:: Exercise material ::
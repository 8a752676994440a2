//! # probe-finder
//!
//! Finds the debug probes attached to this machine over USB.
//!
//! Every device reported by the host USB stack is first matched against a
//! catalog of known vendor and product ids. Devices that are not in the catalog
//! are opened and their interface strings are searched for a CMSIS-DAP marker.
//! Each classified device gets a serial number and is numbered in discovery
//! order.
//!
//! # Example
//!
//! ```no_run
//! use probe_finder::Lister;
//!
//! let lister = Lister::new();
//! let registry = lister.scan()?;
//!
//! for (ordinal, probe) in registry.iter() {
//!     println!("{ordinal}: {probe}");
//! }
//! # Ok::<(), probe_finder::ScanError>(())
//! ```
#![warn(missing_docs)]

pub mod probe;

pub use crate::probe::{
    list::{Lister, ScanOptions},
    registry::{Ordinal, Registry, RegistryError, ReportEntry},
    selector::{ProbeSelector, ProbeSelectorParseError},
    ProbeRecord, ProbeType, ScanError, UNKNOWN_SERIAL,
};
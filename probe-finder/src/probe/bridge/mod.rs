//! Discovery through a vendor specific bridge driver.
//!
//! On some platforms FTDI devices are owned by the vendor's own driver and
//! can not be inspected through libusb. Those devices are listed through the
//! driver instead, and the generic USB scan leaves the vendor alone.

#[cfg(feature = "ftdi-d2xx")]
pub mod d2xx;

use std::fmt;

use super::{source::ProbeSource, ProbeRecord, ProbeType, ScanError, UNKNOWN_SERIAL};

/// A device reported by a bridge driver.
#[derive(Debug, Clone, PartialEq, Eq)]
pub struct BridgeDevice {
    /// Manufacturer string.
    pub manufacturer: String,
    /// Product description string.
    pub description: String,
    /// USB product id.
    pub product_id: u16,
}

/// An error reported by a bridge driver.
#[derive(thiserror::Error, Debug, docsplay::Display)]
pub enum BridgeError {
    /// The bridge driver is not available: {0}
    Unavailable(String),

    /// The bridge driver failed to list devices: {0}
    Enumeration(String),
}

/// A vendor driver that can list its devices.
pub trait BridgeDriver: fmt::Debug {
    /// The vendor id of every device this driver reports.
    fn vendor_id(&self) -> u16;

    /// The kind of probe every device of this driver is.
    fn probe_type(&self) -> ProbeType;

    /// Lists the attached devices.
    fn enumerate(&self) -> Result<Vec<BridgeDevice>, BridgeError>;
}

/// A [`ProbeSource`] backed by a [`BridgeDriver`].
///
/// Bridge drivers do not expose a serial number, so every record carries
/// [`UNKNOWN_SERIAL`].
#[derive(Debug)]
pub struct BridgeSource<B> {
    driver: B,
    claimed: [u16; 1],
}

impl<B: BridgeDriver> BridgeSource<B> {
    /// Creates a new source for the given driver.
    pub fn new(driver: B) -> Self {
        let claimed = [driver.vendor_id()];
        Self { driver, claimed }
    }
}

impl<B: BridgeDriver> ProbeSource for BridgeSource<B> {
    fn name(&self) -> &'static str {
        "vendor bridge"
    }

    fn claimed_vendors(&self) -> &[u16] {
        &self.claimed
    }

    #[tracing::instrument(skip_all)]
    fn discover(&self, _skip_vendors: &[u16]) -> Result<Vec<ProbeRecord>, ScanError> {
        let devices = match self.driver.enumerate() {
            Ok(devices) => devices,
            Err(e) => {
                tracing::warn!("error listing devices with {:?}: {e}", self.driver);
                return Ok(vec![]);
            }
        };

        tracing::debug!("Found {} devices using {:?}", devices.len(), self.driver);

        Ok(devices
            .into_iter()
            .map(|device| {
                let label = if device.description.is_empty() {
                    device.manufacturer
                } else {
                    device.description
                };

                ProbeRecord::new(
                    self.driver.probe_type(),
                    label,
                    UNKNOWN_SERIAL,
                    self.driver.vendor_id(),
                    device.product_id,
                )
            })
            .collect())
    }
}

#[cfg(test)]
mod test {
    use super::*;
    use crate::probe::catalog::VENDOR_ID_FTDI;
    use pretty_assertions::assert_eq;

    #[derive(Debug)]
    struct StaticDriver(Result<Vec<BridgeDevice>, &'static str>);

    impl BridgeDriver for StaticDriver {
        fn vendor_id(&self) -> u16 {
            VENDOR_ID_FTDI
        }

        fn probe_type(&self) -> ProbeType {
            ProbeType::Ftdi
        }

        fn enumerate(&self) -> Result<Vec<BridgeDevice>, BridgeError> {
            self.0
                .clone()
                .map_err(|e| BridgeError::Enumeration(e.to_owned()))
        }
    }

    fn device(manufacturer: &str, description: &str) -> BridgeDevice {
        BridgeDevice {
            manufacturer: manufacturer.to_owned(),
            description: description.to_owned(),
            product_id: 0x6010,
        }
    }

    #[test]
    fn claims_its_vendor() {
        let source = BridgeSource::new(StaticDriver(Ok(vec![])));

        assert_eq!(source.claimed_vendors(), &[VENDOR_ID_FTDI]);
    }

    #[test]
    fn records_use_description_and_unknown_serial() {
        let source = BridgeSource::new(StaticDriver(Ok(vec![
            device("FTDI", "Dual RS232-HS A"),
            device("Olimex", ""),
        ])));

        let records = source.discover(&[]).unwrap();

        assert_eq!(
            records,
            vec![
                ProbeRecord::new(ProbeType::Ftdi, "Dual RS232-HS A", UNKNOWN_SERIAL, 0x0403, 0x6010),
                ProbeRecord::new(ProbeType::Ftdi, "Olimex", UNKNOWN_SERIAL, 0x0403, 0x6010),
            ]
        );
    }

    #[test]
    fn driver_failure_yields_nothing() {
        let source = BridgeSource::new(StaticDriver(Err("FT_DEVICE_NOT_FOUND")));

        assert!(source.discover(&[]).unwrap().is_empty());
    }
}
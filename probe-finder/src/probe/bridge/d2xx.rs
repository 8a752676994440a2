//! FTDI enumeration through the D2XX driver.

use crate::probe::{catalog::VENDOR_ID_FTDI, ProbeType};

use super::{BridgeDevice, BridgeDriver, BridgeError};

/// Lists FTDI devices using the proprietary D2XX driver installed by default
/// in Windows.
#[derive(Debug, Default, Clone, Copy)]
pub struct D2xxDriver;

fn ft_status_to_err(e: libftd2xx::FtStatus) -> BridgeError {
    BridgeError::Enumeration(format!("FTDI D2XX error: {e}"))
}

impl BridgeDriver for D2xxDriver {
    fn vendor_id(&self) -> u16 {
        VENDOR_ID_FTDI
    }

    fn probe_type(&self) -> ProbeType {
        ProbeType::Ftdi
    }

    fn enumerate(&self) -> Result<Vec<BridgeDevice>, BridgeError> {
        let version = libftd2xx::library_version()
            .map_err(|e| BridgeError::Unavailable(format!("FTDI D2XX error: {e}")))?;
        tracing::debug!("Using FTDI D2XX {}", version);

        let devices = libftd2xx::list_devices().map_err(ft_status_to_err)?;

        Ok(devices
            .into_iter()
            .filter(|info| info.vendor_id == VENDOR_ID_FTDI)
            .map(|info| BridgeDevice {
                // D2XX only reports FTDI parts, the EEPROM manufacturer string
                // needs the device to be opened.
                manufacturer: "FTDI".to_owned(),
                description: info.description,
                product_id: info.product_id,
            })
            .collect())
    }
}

:: Task prompt ::
Copy out every line in the records where the word "Olimex" is found.

:: Response to the exercise ::
            device("Olimex", ""),
                ProbeRecord::new(ProbeType::Ftdi, "Olimex", UNKNOWN_SERIAL, 0x0403, 0x6010),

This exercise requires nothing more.